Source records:
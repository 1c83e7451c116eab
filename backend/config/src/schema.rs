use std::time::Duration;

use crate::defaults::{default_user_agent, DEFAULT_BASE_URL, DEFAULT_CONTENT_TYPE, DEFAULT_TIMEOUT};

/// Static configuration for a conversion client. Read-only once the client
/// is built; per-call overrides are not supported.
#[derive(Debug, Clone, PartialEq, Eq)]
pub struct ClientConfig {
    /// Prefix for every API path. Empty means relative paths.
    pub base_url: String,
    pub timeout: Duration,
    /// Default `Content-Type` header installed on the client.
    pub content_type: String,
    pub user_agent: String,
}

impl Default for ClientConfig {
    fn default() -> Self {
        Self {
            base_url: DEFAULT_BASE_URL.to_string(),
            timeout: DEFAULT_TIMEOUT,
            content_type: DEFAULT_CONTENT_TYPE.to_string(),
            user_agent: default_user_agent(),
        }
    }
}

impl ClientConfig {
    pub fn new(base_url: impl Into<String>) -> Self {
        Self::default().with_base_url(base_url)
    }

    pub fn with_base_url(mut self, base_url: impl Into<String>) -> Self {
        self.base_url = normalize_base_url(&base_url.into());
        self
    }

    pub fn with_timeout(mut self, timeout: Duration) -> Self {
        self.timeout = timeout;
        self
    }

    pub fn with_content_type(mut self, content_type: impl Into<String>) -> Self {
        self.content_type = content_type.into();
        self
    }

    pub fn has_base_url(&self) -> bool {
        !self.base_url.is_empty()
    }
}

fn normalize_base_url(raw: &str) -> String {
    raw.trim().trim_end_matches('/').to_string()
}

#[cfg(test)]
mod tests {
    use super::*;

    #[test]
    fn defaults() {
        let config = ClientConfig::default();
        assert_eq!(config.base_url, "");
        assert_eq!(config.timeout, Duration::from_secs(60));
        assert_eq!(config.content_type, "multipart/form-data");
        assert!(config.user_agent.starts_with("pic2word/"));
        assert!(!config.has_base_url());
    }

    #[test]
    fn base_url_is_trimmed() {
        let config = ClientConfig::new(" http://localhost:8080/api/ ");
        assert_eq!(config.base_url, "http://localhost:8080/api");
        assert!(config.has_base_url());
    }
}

#### Task instructions
Retype only this range exactly: the first line of the data through the line where "once the client" appears.

#### Completed task
repository 1c83e7451c116eab
filename backend/config/src/schema.rs
use std::time::Duration;

use crate::defaults::{default_user_agent, DEFAULT_BASE_URL, DEFAULT_CONTENT_TYPE, DEFAULT_TIMEOUT};

/// Static configuration for a conversion client. Read-only once the client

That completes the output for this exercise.